Problem description: What you return should be the lines from the first line of the records below through the line holding "pub fn seed_user(&self, user: User)", unchanged.

Start of Input records

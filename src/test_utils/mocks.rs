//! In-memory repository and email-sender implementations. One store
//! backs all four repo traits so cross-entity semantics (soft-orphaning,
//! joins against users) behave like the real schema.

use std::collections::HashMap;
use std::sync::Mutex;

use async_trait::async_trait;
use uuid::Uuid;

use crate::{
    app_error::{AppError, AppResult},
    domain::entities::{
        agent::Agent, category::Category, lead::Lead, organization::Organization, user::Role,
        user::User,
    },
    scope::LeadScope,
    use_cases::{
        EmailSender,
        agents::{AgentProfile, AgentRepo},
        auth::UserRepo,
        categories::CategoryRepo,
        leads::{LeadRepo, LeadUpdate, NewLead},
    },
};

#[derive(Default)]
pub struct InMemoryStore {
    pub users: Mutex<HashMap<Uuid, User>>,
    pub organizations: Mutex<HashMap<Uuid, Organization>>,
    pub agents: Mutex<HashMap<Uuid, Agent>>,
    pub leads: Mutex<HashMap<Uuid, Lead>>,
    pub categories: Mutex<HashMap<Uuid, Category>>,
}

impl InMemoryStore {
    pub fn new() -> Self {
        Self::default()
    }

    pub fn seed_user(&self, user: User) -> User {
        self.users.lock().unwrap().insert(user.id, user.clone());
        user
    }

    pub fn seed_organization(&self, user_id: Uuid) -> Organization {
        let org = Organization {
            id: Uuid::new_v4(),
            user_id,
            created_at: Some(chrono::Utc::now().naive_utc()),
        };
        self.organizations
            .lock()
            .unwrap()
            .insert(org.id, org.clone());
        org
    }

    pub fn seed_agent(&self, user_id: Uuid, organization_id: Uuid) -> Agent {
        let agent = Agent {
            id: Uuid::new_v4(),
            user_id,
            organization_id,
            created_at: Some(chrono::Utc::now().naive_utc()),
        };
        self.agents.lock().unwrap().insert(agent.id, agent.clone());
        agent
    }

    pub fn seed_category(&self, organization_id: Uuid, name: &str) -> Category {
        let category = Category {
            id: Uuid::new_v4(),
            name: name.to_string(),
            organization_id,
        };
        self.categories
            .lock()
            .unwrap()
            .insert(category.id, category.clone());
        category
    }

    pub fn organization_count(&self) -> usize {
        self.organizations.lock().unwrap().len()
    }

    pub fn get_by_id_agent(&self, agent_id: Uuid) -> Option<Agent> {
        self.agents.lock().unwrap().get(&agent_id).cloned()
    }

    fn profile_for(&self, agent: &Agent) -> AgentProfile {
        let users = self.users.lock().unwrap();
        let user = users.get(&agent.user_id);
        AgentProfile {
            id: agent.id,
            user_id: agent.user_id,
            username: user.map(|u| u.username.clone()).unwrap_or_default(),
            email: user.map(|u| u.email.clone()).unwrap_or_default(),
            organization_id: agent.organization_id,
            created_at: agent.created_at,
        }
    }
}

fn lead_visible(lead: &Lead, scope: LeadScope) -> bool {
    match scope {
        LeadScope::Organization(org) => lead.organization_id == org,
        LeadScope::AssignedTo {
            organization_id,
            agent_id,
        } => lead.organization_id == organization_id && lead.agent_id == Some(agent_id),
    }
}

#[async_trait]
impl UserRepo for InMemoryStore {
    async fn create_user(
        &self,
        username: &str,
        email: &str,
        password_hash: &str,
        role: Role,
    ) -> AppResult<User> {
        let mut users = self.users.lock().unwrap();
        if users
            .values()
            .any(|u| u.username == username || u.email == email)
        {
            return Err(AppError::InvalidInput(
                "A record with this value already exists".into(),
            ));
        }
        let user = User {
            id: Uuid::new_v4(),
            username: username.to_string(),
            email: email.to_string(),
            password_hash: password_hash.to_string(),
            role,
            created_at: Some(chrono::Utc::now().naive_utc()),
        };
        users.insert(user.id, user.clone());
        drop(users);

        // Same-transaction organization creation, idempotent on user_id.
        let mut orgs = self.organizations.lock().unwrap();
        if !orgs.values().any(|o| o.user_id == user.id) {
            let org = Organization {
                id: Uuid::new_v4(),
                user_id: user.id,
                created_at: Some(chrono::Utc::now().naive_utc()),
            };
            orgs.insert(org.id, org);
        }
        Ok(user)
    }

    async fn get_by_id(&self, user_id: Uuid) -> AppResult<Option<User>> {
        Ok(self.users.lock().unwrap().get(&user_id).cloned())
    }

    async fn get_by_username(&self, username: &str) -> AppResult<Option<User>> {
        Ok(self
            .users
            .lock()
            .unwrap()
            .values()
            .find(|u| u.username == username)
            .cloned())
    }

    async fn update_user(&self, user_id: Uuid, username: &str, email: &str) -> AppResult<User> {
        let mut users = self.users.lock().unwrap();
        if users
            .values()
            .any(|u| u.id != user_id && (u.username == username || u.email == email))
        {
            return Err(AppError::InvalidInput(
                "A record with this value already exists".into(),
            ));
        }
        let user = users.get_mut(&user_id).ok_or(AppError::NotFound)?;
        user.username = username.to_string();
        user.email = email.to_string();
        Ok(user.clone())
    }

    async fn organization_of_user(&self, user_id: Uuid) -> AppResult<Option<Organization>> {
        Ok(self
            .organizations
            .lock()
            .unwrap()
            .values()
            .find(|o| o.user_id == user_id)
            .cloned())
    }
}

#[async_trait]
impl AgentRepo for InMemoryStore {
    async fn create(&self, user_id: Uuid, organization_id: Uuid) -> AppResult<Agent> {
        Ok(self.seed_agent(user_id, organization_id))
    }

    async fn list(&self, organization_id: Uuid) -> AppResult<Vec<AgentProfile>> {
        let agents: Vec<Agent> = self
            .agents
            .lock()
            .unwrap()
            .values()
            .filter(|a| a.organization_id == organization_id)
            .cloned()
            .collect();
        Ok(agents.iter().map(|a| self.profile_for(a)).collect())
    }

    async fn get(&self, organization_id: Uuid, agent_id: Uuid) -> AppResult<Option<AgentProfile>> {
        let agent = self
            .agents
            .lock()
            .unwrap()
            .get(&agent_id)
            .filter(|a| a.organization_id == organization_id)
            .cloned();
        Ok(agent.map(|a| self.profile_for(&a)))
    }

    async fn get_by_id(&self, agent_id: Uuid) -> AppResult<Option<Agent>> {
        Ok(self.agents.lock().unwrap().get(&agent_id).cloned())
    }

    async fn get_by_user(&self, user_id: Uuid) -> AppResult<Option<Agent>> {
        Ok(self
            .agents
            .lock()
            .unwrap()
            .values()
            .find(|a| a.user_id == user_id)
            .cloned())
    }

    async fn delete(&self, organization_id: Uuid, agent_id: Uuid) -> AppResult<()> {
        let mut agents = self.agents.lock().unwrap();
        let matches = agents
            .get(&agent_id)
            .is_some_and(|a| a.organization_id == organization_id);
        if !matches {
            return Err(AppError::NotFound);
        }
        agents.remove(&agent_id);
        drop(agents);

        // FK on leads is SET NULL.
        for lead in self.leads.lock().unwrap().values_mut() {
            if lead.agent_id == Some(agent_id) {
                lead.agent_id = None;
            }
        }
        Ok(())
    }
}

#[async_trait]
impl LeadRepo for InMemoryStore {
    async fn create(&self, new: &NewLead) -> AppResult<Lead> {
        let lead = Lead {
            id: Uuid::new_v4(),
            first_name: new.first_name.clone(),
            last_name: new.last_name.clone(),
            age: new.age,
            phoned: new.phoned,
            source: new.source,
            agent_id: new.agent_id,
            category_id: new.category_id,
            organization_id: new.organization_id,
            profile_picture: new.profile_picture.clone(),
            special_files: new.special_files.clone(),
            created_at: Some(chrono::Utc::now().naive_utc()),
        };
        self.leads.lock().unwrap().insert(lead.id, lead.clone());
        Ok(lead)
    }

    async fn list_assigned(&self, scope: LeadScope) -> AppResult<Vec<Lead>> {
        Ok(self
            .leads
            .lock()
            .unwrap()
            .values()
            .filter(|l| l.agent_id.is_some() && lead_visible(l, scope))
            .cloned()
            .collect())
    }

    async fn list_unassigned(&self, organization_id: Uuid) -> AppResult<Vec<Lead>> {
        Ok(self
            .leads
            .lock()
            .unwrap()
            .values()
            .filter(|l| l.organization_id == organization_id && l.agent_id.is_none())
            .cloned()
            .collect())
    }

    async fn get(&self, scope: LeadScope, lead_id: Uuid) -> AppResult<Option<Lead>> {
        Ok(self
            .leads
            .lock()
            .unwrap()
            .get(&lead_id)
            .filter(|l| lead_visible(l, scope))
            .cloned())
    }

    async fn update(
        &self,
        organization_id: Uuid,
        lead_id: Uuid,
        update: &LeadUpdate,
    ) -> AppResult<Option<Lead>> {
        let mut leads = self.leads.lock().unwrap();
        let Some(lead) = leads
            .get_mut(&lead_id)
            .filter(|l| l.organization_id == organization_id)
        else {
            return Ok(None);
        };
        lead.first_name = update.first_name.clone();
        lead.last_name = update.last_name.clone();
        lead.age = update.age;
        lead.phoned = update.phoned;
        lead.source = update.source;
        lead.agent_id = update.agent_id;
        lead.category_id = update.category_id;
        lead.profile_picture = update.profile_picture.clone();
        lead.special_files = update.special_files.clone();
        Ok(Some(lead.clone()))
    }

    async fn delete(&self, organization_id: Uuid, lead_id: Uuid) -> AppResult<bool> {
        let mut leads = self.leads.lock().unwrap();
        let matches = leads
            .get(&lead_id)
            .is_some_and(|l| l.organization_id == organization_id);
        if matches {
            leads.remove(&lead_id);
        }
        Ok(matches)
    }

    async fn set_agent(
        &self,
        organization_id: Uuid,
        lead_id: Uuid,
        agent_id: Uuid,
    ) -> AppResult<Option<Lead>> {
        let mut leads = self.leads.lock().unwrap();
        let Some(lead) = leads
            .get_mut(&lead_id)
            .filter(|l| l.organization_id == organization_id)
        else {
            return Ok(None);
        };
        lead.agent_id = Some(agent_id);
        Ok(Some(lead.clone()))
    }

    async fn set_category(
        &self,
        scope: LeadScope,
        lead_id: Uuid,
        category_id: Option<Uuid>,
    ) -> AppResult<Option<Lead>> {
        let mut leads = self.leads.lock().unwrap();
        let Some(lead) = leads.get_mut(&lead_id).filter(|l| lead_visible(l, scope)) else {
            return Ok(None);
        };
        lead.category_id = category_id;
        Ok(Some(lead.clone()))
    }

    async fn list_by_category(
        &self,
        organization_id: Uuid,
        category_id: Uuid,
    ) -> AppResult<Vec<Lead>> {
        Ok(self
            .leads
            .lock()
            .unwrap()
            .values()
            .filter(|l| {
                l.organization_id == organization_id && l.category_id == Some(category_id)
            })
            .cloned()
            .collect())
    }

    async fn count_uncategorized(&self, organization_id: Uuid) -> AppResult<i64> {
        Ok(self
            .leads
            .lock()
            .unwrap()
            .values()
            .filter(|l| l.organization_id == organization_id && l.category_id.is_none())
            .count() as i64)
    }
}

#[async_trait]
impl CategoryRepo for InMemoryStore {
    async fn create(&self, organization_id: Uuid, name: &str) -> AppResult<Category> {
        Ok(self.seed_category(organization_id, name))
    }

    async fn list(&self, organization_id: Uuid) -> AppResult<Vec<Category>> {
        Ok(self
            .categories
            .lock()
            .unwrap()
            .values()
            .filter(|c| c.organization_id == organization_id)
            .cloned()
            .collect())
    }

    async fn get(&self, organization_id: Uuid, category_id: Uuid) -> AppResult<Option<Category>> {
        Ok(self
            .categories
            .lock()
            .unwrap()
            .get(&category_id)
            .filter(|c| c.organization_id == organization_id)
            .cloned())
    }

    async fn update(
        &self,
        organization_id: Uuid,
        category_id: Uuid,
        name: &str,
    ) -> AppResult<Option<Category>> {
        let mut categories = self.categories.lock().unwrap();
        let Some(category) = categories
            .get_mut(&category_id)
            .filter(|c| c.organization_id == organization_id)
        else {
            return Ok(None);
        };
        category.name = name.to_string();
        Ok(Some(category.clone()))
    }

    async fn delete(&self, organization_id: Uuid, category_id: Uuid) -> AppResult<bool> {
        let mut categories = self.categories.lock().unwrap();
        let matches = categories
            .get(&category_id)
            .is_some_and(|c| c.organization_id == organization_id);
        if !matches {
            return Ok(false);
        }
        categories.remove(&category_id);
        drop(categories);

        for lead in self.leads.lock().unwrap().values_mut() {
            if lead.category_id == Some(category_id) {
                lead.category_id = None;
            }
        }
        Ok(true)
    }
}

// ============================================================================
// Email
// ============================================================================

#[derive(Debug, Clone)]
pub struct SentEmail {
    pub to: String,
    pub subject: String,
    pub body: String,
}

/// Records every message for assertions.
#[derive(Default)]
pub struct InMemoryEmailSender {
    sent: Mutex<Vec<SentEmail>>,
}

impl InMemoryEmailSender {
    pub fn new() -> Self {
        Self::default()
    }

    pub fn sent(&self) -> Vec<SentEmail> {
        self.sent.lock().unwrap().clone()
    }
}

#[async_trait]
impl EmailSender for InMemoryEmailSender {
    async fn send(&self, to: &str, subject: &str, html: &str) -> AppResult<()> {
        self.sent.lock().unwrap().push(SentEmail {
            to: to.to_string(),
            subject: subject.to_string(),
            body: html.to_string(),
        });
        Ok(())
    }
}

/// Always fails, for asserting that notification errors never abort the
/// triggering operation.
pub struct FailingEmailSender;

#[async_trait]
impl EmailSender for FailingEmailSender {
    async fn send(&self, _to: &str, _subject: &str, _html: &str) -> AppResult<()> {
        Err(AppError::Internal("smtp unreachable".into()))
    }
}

End of Input records

Task output:
filename src/test_utils/mocks.rs
//! In-memory repository and email-sender implementations. One store
//! backs all four repo traits so cross-entity semantics (soft-orphaning,
//! joins against users) behave like the real schema.

use std::collections::HashMap;
use std::sync::Mutex;

use async_trait::async_trait;
use uuid::Uuid;

use crate::{
    app_error::{AppError, AppResult},
    domain::entities::{
        agent::Agent, category::Category, lead::Lead, organization::Organization, user::Role,
        user::User,
    },
    scope::LeadScope,
    use_cases::{
        EmailSender,
        agents::{AgentProfile, AgentRepo},
        auth::UserRepo,
        categories::CategoryRepo,
        leads::{LeadRepo, LeadUpdate, NewLead},
    },
};

#[derive(Default)]
pub struct InMemoryStore {
    pub users: Mutex<HashMap<Uuid, User>>,
    pub organizations: Mutex<HashMap<Uuid, Organization>>,
    pub agents: Mutex<HashMap<Uuid, Agent>>,
    pub leads: Mutex<HashMap<Uuid, Lead>>,
    pub categories: Mutex<HashMap<Uuid, Category>>,
}

impl InMemoryStore {
    pub fn new() -> Self {
        Self::default()
    }

    pub fn seed_user(&self, user: User) -> User {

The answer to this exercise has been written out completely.